Prompt
Beginning with the first entry, print all the records exactly.

━━━━━━━━

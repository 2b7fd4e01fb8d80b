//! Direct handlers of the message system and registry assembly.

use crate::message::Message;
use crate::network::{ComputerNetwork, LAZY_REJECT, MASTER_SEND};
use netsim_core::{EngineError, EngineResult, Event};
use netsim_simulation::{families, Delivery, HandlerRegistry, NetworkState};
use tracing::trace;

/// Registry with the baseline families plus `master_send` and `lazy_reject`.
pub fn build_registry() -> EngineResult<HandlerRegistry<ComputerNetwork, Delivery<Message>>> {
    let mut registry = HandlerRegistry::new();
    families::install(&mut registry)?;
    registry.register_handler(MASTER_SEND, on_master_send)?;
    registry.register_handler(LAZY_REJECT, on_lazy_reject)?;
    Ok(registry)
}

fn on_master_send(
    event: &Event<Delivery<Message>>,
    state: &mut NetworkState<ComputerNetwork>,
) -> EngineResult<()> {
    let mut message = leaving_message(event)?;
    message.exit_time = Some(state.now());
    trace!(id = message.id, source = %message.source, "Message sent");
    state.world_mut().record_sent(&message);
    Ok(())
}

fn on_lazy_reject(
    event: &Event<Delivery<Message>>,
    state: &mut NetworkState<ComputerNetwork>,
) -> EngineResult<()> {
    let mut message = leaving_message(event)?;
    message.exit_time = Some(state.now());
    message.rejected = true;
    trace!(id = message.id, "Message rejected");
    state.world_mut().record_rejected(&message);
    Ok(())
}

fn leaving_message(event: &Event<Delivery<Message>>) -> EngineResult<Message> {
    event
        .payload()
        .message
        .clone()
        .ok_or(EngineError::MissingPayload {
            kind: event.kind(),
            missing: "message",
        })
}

━━━━━━━━

Exercise output
repository 2b7fd4e01fb8d80b
//! Direct handlers of the message system and registry assembly.

use crate::message::Message;
use crate::network::{ComputerNetwork, LAZY_REJECT, MASTER_SEND};
use netsim_core::{EngineError, EngineResult, Event};
use netsim_simulation::{families, Delivery, HandlerRegistry, NetworkState};
use tracing::trace;

/// Registry with the baseline families plus `master_send` and `lazy_reject`.
pub fn build_registry() -> EngineResult<HandlerRegistry<ComputerNetwork, Delivery<Message>>> {
    let mut registry = HandlerRegistry::new();
    families::install(&mut registry)?;
    registry.register_handler(MASTER_SEND, on_master_send)?;
    registry.register_handler(LAZY_REJECT, on_lazy_reject)?;
    Ok(registry)
}

fn on_master_send(
    event: &Event<Delivery<Message>>,
    state: &mut NetworkState<ComputerNetwork>,
) -> EngineResult<()> {
    let mut message = leaving_message(event)?;
    message.exit_time = Some(state.now());
    trace!(id = message.id, source = %message.source, "Message sent");
    state.world_mut().record_sent(&message);
    Ok(())
}

fn on_lazy_reject(
    event: &Event<Delivery<Message>>,
    state: &mut NetworkState<ComputerNetwork>,
) -> EngineResult<()> {
    let mut message = leaving_message(event)?;
    message.exit_time = Some(state.now());
    message.rejected = true;
    trace!(id = message.id, "Message rejected");
    state.world_mut().record_rejected(&message);
    Ok(())
}

fn leaving_message(event: &Event<Delivery<Message>>) -> EngineResult<Message> {
    event
        .payload()
        .message
        .clone()
        .ok_or(EngineError::MissingPayload {
            kind: event.kind(),
            missing: "message",
        })
}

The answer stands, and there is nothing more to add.